What you have to do
Note how many lines in the following material mention "form", then give that number by itself.

Task data
* * * * *
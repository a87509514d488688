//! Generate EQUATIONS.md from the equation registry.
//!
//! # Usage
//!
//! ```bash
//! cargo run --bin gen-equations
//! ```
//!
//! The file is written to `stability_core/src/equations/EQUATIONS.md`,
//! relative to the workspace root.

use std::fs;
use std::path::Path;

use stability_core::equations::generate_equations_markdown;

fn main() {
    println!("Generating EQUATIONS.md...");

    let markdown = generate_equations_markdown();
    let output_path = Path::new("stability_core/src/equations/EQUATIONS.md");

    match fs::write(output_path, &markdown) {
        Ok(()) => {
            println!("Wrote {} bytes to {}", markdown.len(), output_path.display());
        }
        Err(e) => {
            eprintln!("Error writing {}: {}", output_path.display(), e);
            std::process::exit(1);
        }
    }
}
* * * * *
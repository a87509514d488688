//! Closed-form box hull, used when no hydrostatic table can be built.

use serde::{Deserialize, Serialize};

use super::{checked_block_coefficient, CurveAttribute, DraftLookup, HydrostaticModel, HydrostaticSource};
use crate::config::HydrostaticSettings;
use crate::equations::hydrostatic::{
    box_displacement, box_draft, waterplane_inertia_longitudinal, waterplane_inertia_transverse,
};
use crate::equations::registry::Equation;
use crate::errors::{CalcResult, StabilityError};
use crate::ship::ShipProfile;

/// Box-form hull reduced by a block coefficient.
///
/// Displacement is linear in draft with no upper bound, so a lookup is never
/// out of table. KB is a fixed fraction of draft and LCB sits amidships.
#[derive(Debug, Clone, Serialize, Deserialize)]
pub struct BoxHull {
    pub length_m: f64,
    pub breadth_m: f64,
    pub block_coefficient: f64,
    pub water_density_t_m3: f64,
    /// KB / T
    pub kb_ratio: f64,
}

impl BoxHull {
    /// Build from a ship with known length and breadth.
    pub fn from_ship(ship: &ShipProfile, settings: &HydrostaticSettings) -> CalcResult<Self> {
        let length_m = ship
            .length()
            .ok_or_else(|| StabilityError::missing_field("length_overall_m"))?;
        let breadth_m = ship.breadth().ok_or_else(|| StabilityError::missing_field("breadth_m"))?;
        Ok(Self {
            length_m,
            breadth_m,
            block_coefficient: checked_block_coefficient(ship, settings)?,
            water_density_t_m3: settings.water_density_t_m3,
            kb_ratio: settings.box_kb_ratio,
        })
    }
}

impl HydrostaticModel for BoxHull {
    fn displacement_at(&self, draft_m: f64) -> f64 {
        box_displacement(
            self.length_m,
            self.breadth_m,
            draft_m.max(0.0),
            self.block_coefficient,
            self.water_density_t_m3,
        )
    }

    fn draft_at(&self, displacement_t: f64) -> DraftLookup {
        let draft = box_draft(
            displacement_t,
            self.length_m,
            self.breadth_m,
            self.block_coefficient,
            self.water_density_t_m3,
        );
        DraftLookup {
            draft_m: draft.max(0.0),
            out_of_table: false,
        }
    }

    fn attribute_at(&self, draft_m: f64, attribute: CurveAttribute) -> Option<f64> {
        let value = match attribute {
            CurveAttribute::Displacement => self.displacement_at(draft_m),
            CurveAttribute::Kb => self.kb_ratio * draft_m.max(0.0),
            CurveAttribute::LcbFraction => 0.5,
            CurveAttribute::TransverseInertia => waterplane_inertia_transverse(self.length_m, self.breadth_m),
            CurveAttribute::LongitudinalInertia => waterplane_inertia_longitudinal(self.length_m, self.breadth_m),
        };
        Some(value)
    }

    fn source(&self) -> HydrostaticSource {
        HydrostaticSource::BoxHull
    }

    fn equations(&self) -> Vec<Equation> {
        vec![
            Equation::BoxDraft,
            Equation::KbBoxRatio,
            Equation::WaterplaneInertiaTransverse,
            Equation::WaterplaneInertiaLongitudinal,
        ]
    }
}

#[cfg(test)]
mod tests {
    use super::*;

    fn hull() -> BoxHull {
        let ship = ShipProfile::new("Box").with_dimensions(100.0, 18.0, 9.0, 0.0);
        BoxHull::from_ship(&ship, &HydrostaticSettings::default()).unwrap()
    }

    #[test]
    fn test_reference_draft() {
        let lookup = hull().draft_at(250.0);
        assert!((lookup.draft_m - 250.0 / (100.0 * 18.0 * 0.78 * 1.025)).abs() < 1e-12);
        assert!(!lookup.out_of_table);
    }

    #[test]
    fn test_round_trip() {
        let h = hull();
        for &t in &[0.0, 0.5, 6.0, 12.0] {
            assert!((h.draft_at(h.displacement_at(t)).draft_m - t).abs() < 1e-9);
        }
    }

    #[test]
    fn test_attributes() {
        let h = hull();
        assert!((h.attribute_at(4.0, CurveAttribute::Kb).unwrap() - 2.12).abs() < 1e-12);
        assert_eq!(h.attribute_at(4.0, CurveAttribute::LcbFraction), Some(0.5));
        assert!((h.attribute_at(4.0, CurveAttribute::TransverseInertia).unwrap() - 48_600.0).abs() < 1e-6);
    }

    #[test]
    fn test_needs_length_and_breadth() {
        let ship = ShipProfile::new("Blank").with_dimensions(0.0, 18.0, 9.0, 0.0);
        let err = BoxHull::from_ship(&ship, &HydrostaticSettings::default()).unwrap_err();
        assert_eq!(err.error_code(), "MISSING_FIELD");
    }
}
* * * * *
Answer section
2